I recently wrote a blog post entitled Bye Bye Food Waste. It’s chock-full of tips to reduce food waste! It was inspired by a fabulous organization, Commission for Environmental Cooperation and their free Food Matters Action Kit designed for youth.

Conscious Consumerism
Rescued Bears - an abandoned stuffed animal adoption agency and social enterprise. Photo credit: Rescued Bears.

#2: Practice Conscious Consumerism

In 2021, you can practice conscious consumerism by resolving to do any or all of the following: buy less, buy secondhand, buy local and support BIPOC owned businesses. Keep these suggestions in mind:

  • Do you really want something? Try waiting a week or more before making the decision. This can help significantly reduce impulse purchases.

  • Make lists and stick to them!

  • Try to shop secondhand first (Poshmark Canada, iSpy, Rescued Bears, Tiny Toy Co. Facebook Marketplace). If you can’t source something secondhand, support your local and BIPOC-owned businesses. (Tip: try the directories at Not Amazon and ByBlacks)

#3: Meditate

This may not be the most obvious sustainable resolution, but finding peace, patience, focus, and serenity is the best way to make an impact. Regular meditation may help you find more gratitude and patience in your life. Try the following tips:

  • Set a daily time limit for meditation and work up from there.
  • Don’t get down on yourself when you miss a day or two. Remember: you’re still ahead of where you started!
  • Try using an app like Headspace or podcasts such as Meditation Minis and Yoga Bunny.
Volunteer
Helping out at a school fundraiser
 

#4: Volunteer

  • Find an organization you are passionate about, and reach out to see how you can help.
  • It doesn’t have to be a research project. Often there are places that are part of our lives already that could use a helping hand, such as the green team at your child's school, somewhere in your neighbourhood, or in the workplace. 
  • Use your skills to help build community resilience. Some ways you can contribute include social media, newsletter writing, community organizing, cooking, repairing, or other constructive and helpful activities.
Become an advocate
At an Indigenous rights and solidarity rally
 

#5: Become an advocate

Use your voice! Let companies know what you like and what you wish they would improve. This can be done in-person, over the phone, by email or via social media. The best way to have your concerns heard is to address them to those who make the decisions. Contacting government officials on issues that matter to you and your community helps to support the kind of world you want to live in.

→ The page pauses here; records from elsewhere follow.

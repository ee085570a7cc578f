// Copyright 2025 eraflo
//
// Licensed under the Apache License, Version 2.0 (the "License");
// you may not use this file except in compliance with the License.
// You may obtain a copy of the License at
//
//     http://www.apache.org/licenses/LICENSE-2.0
//
// Unless required by applicable law or agreed to in writing, software
// distributed under the License is distributed on an "AS IS" BASIS,
// WITHOUT WARRANTIES OR CONDITIONS OF ANY KIND, either express or implied.
// See the License for the specific language governing permissions and
// limitations under the License.

use std::fmt;

/// Where one Identity is in its lifecycle.
#[derive(Debug, Clone, Copy, PartialEq, Eq)]
pub enum LoadState {
    /// Background reads are in flight, or finished but not yet promoted.
    Loading,
    /// The implementation is available through `get`.
    Ready,
    /// Loading or conversion failed; see `failure`.
    Failed,
}

/// A snapshot of one cache, for diagnostics and overlays.
#[derive(Debug, Clone, Default, PartialEq, Eq)]
pub struct CacheStatus {
    /// The media category of the cache.
    pub category: String,
    /// Tracked identities.
    pub identities: usize,
    /// Load groups not yet harvested, cancelled ones included.
    pub pending: usize,
    /// Live implementations.
    pub live: usize,
    /// Implementations waiting for `unload_stale`.
    pub stale: usize,
    /// Identities whose load failed.
    pub failed: usize,
    /// Total promotions since creation.
    pub promoted_total: u64,
    /// Total unloads since creation.
    pub unloaded_total: u64,
    /// Total load failures since creation.
    pub failed_total: u64,
}

impl fmt::Display for CacheStatus {
    fn fmt(&self, f: &mut fmt::Formatter<'_>) -> fmt::Result {
        write!(
            f,
            "{}: identities={} pending={} live={} stale={} failed={} (promoted={} unloaded={} failures={})",
            self.category,
            self.identities,
            self.pending,
            self.live,
            self.stale,
            self.failed,
            self.promoted_total,
            self.unloaded_total,
            self.failed_total
        )
    }
}
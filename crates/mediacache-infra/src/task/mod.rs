// Copyright 2025 eraflo
//
// Licensed under the Apache License, Version 2.0 (the "License");
// you may not use this file except in compliance with the License.
// You may obtain a copy of the License at
//
//     http://www.apache.org/licenses/LICENSE-2.0
//
// Unless required by applicable law or agreed to in writing, software
// distributed under the License is distributed on an "AS IS" BASIS,
// WITHOUT WARRANTIES OR CONDITIONS OF ANY KIND, either express or implied.
// See the License for the specific language governing permissions and
// limitations under the License.

//! Task pool backends.

mod manual;
mod tokio_pool;
mod worker_pool;

pub use manual::*;
pub use tokio_pool::*;
pub use worker_pool::*;
// Copyright 2025 eraflo
//
// Licensed under the Apache License, Version 2.0 (the "License");
// you may not use this file except in compliance with the License.
// You may obtain a copy of the License at
//
//     http://www.apache.org/licenses/LICENSE-2.0
//
// Unless required by applicable law or agreed to in writing, software
// distributed under the License is distributed on an "AS IS" BASIS,
// WITHOUT WARRANTIES OR CONDITIONS OF ANY KIND, either express or implied.
// See the License for the specific language governing permissions and
// limitations under the License.

//! Shared fixtures for the media cache integration tests.

#![allow(dead_code)]

use mediacache_agents::MediaCache;
use mediacache_core::{
    conversion::ConversionService, error::BoxError, fs::MediaStream, reader::MediaReader, Media,
};
use mediacache_infra::{ManualTaskPool, MemoryFileAccess};
use std::{io::Read, sync::Arc};

pub fn init_logging() {
    let _ = env_logger::builder().is_test(true).try_init();
}

/// A decoded texture: just its bytes.
#[derive(Debug, Clone, PartialEq)]
pub struct TexturePixels(pub Vec<u8>);
impl Media for TexturePixels {}

/// Reads `.tex` files verbatim. Files starting with `!` are rejected.
pub struct TexReader;

impl MediaReader<TexturePixels> for TexReader {
    fn supports(&self, extension: &str) -> bool {
        extension == "tex"
    }

    fn read(
        &self,
        mut stream: MediaStream,
        path: &str,
        _extension: &str,
    ) -> Result<TexturePixels, BoxError> {
        let mut bytes = Vec::new();
        stream.read_to_end(&mut bytes)?;
        if bytes.first() == Some(&b'!') {
            return Err(format!("corrupt texture '{path}'").into());
        }
        Ok(TexturePixels(bytes))
    }
}

/// The "GPU" form of a texture set.
#[derive(Debug, PartialEq)]
pub struct GpuTexture {
    pub slot: u32,
    pub layers: usize,
}

/// Records every call the cache makes.
#[derive(Default)]
pub struct RecordingUploader {
    pub accepted_counts: Vec<usize>,
    pub keep_sources: bool,
    pub fail_conversion: bool,
    pub loads: Vec<Option<Vec<String>>>,
    pub unloads: Vec<u32>,
    next_slot: u32,
}

impl RecordingUploader {
    pub fn single() -> Self {
        Self {
            accepted_counts: vec![1],
            ..Self::default()
        }
    }

    pub fn accepting(counts: &[usize]) -> Self {
        Self {
            accepted_counts: counts.to_vec(),
            ..Self::default()
        }
    }

    /// Makes every conversion fail.
    pub fn failing(mut self) -> Self {
        self.fail_conversion = true;
        self
    }

    /// Asks the cache to retain source media.
    pub fn keeping_sources(mut self) -> Self {
        self.keep_sources = true;
        self
    }
}

impl ConversionService for RecordingUploader {
    type Media = TexturePixels;
    type Implementation = GpuTexture;

    fn is_media_count_supported(&self, count: usize) -> bool {
        self.accepted_counts.contains(&count)
    }

    fn is_source_required(&self) -> bool {
        self.keep_sources
    }

    fn load(
        &mut self,
        media: &[TexturePixels],
        paths: Option<&[String]>,
    ) -> Result<GpuTexture, BoxError> {
        self.loads.push(paths.map(<[String]>::to_vec));
        if self.fail_conversion {
            return Err("out of video memory".into());
        }
        self.next_slot += 1;
        Ok(GpuTexture {
            slot: self.next_slot,
            layers: media.len(),
        })
    }

    fn unload(&mut self, implementation: GpuTexture) {
        self.unloads.push(implementation.slot);
    }
}

/// A texture cache over an in-memory file system and a caller-driven pool.
pub struct Fixture {
    pub cache: MediaCache<RecordingUploader>,
    pub files: Arc<MemoryFileAccess>,
    pub pool: Arc<ManualTaskPool>,
}

impl Fixture {
    pub fn new(uploader: RecordingUploader) -> Self {
        Self::with_budget(uploader, None)
    }

    /// Like [`Fixture::new`], promoting at most `budget` loads per tick.
    pub fn with_budget(uploader: RecordingUploader, budget: Option<usize>) -> Self {
        init_logging();
        let files = Arc::new(MemoryFileAccess::new());
        let pool = Arc::new(ManualTaskPool::new());
        let mut cache = MediaCache::new("texture", uploader, files.clone(), pool.clone())
            .with_promotion_budget(budget);
        cache.register_reader(TexReader);
        Self { cache, files, pool }
    }

    /// Runs every queued read, then promotes.
    pub fn tick(&mut self) -> bool {
        self.pool.run_pending();
        self.cache.load_ready()
    }
}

#6: Reduce your phone time

Want to spend less time on your phone and more quality time with your family? This resolution may be on many parents’ list. Here are some tips to help:

  • Leave your phone in a different room at night to reduce the nighttime temptation.
  • Change notification settings and remove any disruptive notifications. 
  • Leave your phone at home when out for a walk or spending time with family.

#7: Spend more time outdoors

Sometimes the best way to care for yourself and the planet is to spend time with both, such as going for a hike in the woods. If you’re feeling tired, frustrated or stressed, try going outside and see how those feelings dissipate.

Did you know:

Resolve to do your best

Whatever resolutions you choose, know that you are trying to be the best version of yourself - and that in itself means a lot. Being your best self has a ripple effect on those around you. You've got this!